Бюккюс благосклонно приняла такой ответ. Он ей понравился.

– Замолчи! — гневалась камер-медхин, собирая взгляды со всех краев стола. Что с ней?

– Замолчать или продолжать? — обратился Колин к…. младшей Бюккюс. Надо и ей высказаться.

– Продолжай, - отмела запрет Эция. — Раз уж начал.

– Ах, да! Совсем упустил не маловажный критерий, - спохватился рассказчик.

– К старости любят мясистей, - попробовала угадать Лаурэ и похлопала себя по тощим ребрам. Её хохот перекрыл проявления веселья остальных.

– Или что-то другое? — загорелись лукавыми огоньками глаза Лисэль. Она достаточно ожила, прицепиться к Колину. Никто не удивился. Серебряный Двор устал ждать, когда камер-юнгфер соизволит экспроприировать самого унгрийца, его, достоинство и его, как сказывают, немалое серебро. Не сегодня-завтра, ожидания она намеревалась полностью оправдать.
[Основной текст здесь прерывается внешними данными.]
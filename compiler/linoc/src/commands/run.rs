//! `lino run <file>`: execute a script line by line.
//!
//! Each line is one console entry, exactly as if it had been typed. A
//! `/quit` line stops the run early.

use std::io::BufRead;
use std::path::Path;

use crate::config::DriverConfig;
use crate::errors::DriverError;
use crate::print_handler::SharedPrintHandler;
use crate::repl::Repl;

/// Execute every line of the file at `path`. `-` reads standard input.
pub fn run_file(
    path: &Path,
    config: DriverConfig,
    output: SharedPrintHandler,
) -> Result<(), DriverError> {
    if path.as_os_str() == "-" {
        let stdin = std::io::stdin();
        return run_reader(stdin.lock(), config, output);
    }

    let source = std::fs::read_to_string(path).map_err(|source| DriverError::ReadFile {
        path: path.to_path_buf(),
        source,
    })?;
    tracing::debug!(path = %path.display(), lines = source.lines().count(), "running script");
    run_reader(source.as_bytes(), config, output)
}

/// Execute every line read from `reader`.
pub fn run_reader(
    reader: impl BufRead,
    config: DriverConfig,
    output: SharedPrintHandler,
) -> Result<(), DriverError> {
    let mut repl = Repl::new(config, output);
    for line in reader.lines() {
        let line = line.map_err(DriverError::Read)?;
        if !repl.feed(&line) {
            break;
        }
    }
    Ok(())
}
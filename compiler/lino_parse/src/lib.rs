//! Lino Parse - statement classifier for single input lines.
//!
//! A line is matched against a fixed, ordered list of shapes; the first
//! shape that matches decides the `Statement`:
//!
//! 1. declaration: `int x = 5;`
//! 2. assignment: `x = 5;`
//! 3. print: `print(x);` / `Console.WriteLine(x);`
//! 4. return: `return x;`
//! 5. lookup: `x` or `x;`
//! 6. anything else is `Statement::Unknown`
//!
//! Classification never consults the variable store. A lookup of an
//! undeclared name is resolved by the executor.

mod cursor;


use cursor::Cursor;
use lino_ir::{is_identifier, PrintForm, Statement, ValueKind};

/// Classify one line of input.
///
/// Leading and trailing whitespace is ignored.
pub fn parse_line(line: &str) -> Statement<'_> {
    let line = line.trim();
    let statement = declaration(line)
        .or_else(|| assignment(line))
        .or_else(|| print(line))
        .or_else(|| return_stmt(line))
        .or_else(|| lookup(line))
        .unwrap_or(Statement::Unknown);
    tracing::debug!(kind = statement.label(), "classified line");
    statement
}

/// The text between the cursor and a final `;`, if non-empty.
fn terminated_body(rest: &str) -> Option<&str> {
    rest.strip_suffix(';').filter(|body| !body.is_empty())
}

/// `<name> = <body>;` with the cursor positioned at `<name>`.
fn binding<'src>(cursor: &mut Cursor<'src>) -> Option<(&'src str, &'src str)> {
    let name = cursor.eat_identifier()?;
    cursor.eat_whitespace();
    if !cursor.eat_char('=') {
        return None;
    }
    let body = terminated_body(cursor.rest())?;
    Some((name, body.trim()))
}

fn declaration(line: &str) -> Option<Statement<'_>> {
    let mut cursor = Cursor::new(line);
    let kind = ValueKind::from_keyword(cursor.eat_identifier()?)?;
    if cursor.eat_whitespace() == 0 {
        return None;
    }
    let (name, literal) = binding(&mut cursor)?;
    Some(Statement::Declaration {
        kind,
        name,
        literal,
    })
}

fn assignment(line: &str) -> Option<Statement<'_>> {
    let (name, literal) = binding(&mut Cursor::new(line))?;
    Some(Statement::Assignment { name, literal })
}

fn print(line: &str) -> Option<Statement<'_>> {
    const FORMS: [(&str, PrintForm); 2] = [
        ("Console.WriteLine(", PrintForm::WriteLine),
        ("print(", PrintForm::Print),
    ];

    FORMS.iter().find_map(|&(prefix, form)| {
        let expr = line.strip_prefix(prefix)?.strip_suffix(");")?;
        (!expr.is_empty()).then_some(Statement::Print { form, expr })
    })
}

fn return_stmt(line: &str) -> Option<Statement<'_>> {
    let mut rest = line.strip_prefix("return")?.chars();
    if !rest.next()?.is_whitespace() {
        return None;
    }
    let expr = terminated_body(rest.as_str())?;
    Some(Statement::Return { expr })
}

fn lookup(line: &str) -> Option<Statement<'_>> {
    let name = line.strip_suffix(';').unwrap_or(line);
    is_identifier(name).then_some(Statement::Lookup { name })
}
//! Expression evaluation.
//!
//! An expression is resolved by trying these rules in order, first match
//! wins:
//!
//! 1. quoted text literal
//! 2. integer literal
//! 3. float literal
//! 4. `true` / `false`
//! 5. declared variable
//! 6. `<int variable> (+|-) <int literal>`, wrapping on overflow
//!
//! The right operand of rule 6 must be a literal; `3 + x` does not evaluate.

use lino_ir::{is_word_char, Value, ValueKind};

use crate::environment::VariableStore;
use crate::errors::{unevaluable, EvalResult};
use crate::operators::{evaluate_binary, BinaryOp};


/// Literal kinds in the order rules 1-4 try them.
const LITERAL_ORDER: [ValueKind; 4] = [
    ValueKind::String,
    ValueKind::Int,
    ValueKind::Float,
    ValueKind::Bool,
];

/// Evaluate `expr` against `store`.
///
/// Surrounding whitespace is ignored. Never mutates the store.
#[tracing::instrument(level = "trace", skip(store))]
pub fn evaluate(expr: &str, store: &VariableStore) -> EvalResult {
    let expr = expr.trim();

    if let Some(value) = LITERAL_ORDER
        .iter()
        .find_map(|&kind| Value::parse(kind, expr).ok())
    {
        tracing::trace!(kind = %value.kind(), "literal");
        return Ok(value);
    }

    if let Some(value) = store.lookup(expr) {
        tracing::trace!("variable");
        return Ok(value);
    }

    if let Some(value) = binary(expr, store) {
        tracing::trace!("binary");
        return Ok(value);
    }

    Err(unevaluable(expr))
}

/// Rule 6. `None` when the shape or the operand types do not fit.
fn binary(expr: &str, store: &VariableStore) -> Option<Value> {
    let (left, rest) = split_word(expr)?;
    let mut rest = rest.trim_start().chars();
    let op = BinaryOp::from_char(rest.next()?)?;
    let right = rest.as_str().trim_start();
    if right.is_empty() || !right.chars().all(is_word_char) {
        return None;
    }

    let Some(&Value::Int(lhs)) = store.get(left) else {
        return None;
    };
    let Ok(Value::Int(rhs)) = Value::parse(ValueKind::Int, right) else {
        return None;
    };

    Some(Value::Int(evaluate_binary(lhs, op, rhs)))
}

/// Split a leading non-empty run of word characters off `s`.
fn split_word(s: &str) -> Option<(&str, &str)> {
    let end = s
        .char_indices()
        .find(|&(_, c)| !is_word_char(c))
        .map_or(s.len(), |(i, _)| i);
    (end > 0).then(|| s.split_at(end))
}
– Этот нюанс обсудили с родителями девиц. Не опылен ли цветок залетным шмелем, - растолковывал Колин недогадливым.
– Где один, там целый рой. Король не только первый среди равных, но и первый во всем.

– И велик ли собрался букет? — весело Лисэль

Как сказать, - держал взгляд унгриец на камер-юнгфер.
– В общем, от монахинь и крестьянок до дочерей ландграфов и племянниц солеров включительно, все ринулись во дворец покорять сердце монарха и….

– Впадаешь в глупое менестрелианство, - упрекнула его Эция.

По-моему у них и отцы разные, - заподозрил Колин. Столь значительным представлялось ему несходство сестер, считаться им близкой родней.

– …штурмовать монаршею мотню. Наследник до этого момента спокойно относившийся к прихоти отца, не на шутку встревожился. Ведь могло оказаться, любвеобильный папаша отлучит от наследования, прижив ему братика от мачехи. Как известно….

– Ночная кукушка дневную перекукует, - вставлена в рассказ золотая аксиома.

Унгриец вывернул все по-своему.

– Да, глотка у той шире, - согласился Колин, чем привел Лисэль в полный восторг. И Лаурэ. Старуха закатилась, хватаясь за худые бока. Кэйталин покраснела, словно шутка отпущена в её, и только её адрес. Гранда почувствовала себя несколько неловко и поспешила схватить печенье, скрыть смущение. Что не осталось незамеченным глазастой младшей Бюккюс.

– Поллак! — вновь вмешалась камер-медхин, но с оглядкой на Эцию.

Нелезь!
– осадили Гё постукиванием вилки о соусницу.

– Продолжайте, барон, - просит Лаурэ, отсмеявшись.